Auranofin, identified by FDA-approved drug library screening, inhibits HBs antigen secretion via lysosomal damage
Akiyoshi Shimoda, Kazuhiro Murai, Hayato Hikita, Satoshi Minami, Takayuki Miyake, Shinji Kuriki, Emi Sometani, Jihyun Sung, Satoshi Shigeno, Yuichiro Higuchi, Kazuki Maesaka, Kumiko Shirai, Yuki Tahata, Yoshinobu Saito, Takahiro Kodama, Takeshi Takahashi, Hiroshi Suemizu

TL;DR
Auranofin, an FDA-approved drug, was found to reduce hepatitis B surface antigen (HBsAg) levels by damaging lysosomes in liver cells.
Contribution
Auranofin is identified as a novel repurposed drug that inhibits HBsAg secretion through lysosomal damage, not affecting other viral markers.
Findings
Auranofin significantly reduced HBsAg levels in both HepG2.2.15.7 and HepaSH cells.
Auranofin caused lysosomal damage, indicated by increased vesicles and Galectin-3 colocalization with HBsAg.
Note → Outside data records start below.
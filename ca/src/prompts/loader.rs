//! Prompt Loader
//!
//! Loads prompt templates from an override directory or falls back to the
//! embedded defaults, then renders them with Handlebars.

use std::path::{Path, PathBuf};

use eyre::{Result, eyre};
use handlebars::Handlebars;
use serde::Serialize;
use tracing::debug;

use super::embedded;

/// Variables available to the classify template
#[derive(Debug, Clone, Serialize)]
pub struct ClassifyContext<'a> {
    pub user_input: &'a str,
}

/// Variables available to the plan template
#[derive(Debug, Clone, Serialize)]
pub struct PlanContext<'a> {
    pub user_input: &'a str,
    pub validated: bool,
}

/// Loads and renders prompt templates
pub struct PromptLoader {
    /// Handlebars template engine
    hbs: Handlebars<'static>,
    /// Override directory (e.g., `.cardagent/prompts/`)
    override_dir: Option<PathBuf>,
}

impl PromptLoader {
    /// Create a loader that prefers `{override_dir}/{name}.pmt` when present
    pub fn new(override_dir: impl AsRef<Path>) -> Self {
        let override_dir = override_dir.as_ref();
        let exists = override_dir.is_dir();
        debug!(?override_dir, %exists, "PromptLoader::new: called");

        Self {
            hbs: Self::engine(),
            override_dir: exists.then(|| override_dir.to_path_buf()),
        }
    }

    /// Create a loader that only uses embedded prompts
    pub fn embedded_only() -> Self {
        debug!("PromptLoader::embedded_only: called");
        Self {
            hbs: Self::engine(),
            override_dir: None,
        }
    }

    /// Prompts are plain text sent to a model; HTML escaping would mangle quotes
    fn engine() -> Handlebars<'static> {
        let mut hbs = Handlebars::new();
        hbs.register_escape_fn(handlebars::no_escape);
        hbs
    }

    /// Load a template by name
    ///
    /// Checks the override directory first, then the embedded fallback.
    pub fn load_template(&self, name: &str) -> Result<String> {
        debug!(%name, "PromptLoader::load_template: called");
        if let Some(ref dir) = self.override_dir {
            let path = dir.join(format!("{}.pmt", name));
            if path.exists() {
                debug!(?path, "PromptLoader::load_template: found override");
                return std::fs::read_to_string(&path)
                    .map_err(|e| eyre!("Failed to read prompt override {}: {}", path.display(), e));
            }
        }

        embedded::get_embedded(name)
            .map(str::to_string)
            .ok_or_else(|| eyre!("Prompt template not found: {}", name))
    }

    /// Render a template with the given context
    pub fn render<C: Serialize>(&self, template_name: &str, context: &C) -> Result<String> {
        debug!(%template_name, "PromptLoader::render: called");
        let template = self.load_template(template_name)?;
        self.hbs
            .render_template(&template, context)
            .map_err(|e| eyre!("Failed to render template {}: {}", template_name, e))
    }

    /// Render the intent classification prompt
    pub fn classify_prompt(&self, user_input: &str) -> Result<String> {
        self.render(embedded::CLASSIFY_NAME, &ClassifyContext { user_input })
    }

    /// Render the planner prompt
    pub fn plan_prompt(&self, user_input: &str, validated: bool) -> Result<String> {
        self.render(embedded::PLAN_NAME, &PlanContext { user_input, validated })
    }
}

impl Default for PromptLoader {
    fn default() -> Self {
        Self::embedded_only()
    }
}

#[cfg(test)]
mod tests {
    use super::*;
    use tempfile::tempdir;

    #[test]
    fn test_classify_prompt_embeds_message() {
        let loader = PromptLoader::embedded_only();
        let prompt = loader.classify_prompt("please cancel my card ending 4321").unwrap();

        assert!(prompt.contains("Message: please cancel my card ending 4321"));
        assert!(!prompt.contains("{{"));
    }

    #[test]
    fn test_plan_prompt_embeds_state() {
        let loader = PromptLoader::embedded_only();

        let unvalidated = loader.plan_prompt("replace my card", false).unwrap();
        assert!(unvalidated.contains("last_user_message: replace my card"));
        assert!(unvalidated.contains("validated: false"));

        let validated = loader.plan_prompt("replace my card", true).unwrap();
        assert!(validated.contains("validated: true"));
    }

    #[test]
    fn test_render_does_not_html_escape() {
        let loader = PromptLoader::embedded_only();
        let prompt = loader.classify_prompt("my \"gold\" card & <pin>").unwrap();
        assert!(prompt.contains("my \"gold\" card & <pin>"));
    }

    #[test]
    fn test_empty_input_renders() {
        let loader = PromptLoader::embedded_only();
        let prompt = loader.classify_prompt("").unwrap();
        assert!(prompt.trim_end().ends_with("Message:"));
    }

    #[test]
    fn test_override_directory_wins() {
        let temp = tempdir().unwrap();
        std::fs::write(temp.path().join("classify.pmt"), "CUSTOM {{user_input}}").unwrap();

        let loader = PromptLoader::new(temp.path());
        assert_eq!(loader.classify_prompt("hi").unwrap(), "CUSTOM hi");

        // No plan override, so the embedded template is used
        assert!(loader.plan_prompt("hi", false).unwrap().contains("autonomous planner"));
    }

    #[test]
    fn test_missing_override_directory_falls_back() {
        let loader = PromptLoader::new("/definitely/not/a/prompts/dir");
        assert!(loader.classify_prompt("hi").unwrap().contains("Classify"));
    }

    #[test]
    fn test_unknown_template() {
        let loader = PromptLoader::embedded_only();
        assert!(loader.load_template("nonexistent-template").is_err());
    }
}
Auranofin did not affect HBe antigen, HBV-DNA, or intracellular HBsAg levels.
Abstract
Hepatitis B surface antigen (HBsAg) is associated with hepatocellular carcinoma risk and immune exhaustion and contributes to hepatitis B virus (HBV) persistence. Current anti-HBV treatments have a limited ability to reduce HBsAg levels. This study aimed to identify FDA-approved drugs capable of reducing HBsAg levels and explore the underlying mechanisms. A total of 1134 FDA-approved compounds were screened at 9.9 μM for 7 days using HepG2.2.15.7 cells, which contain an integrated HBV genome. HBsAg in the supernatant and cell viability were assessed. Compounds whose viability was reduced by >1 SD were excluded. Compounds whose HBsAg concentration decreased by >1.5 SD were selected and validated at 0.5 and 5 μM. We evaluated the HBsAg-reducing effect of the final candidate compounds using HBV-infected primary human hepatocytes (HepaSH cells) derived from chimeric TK-NOG mice and…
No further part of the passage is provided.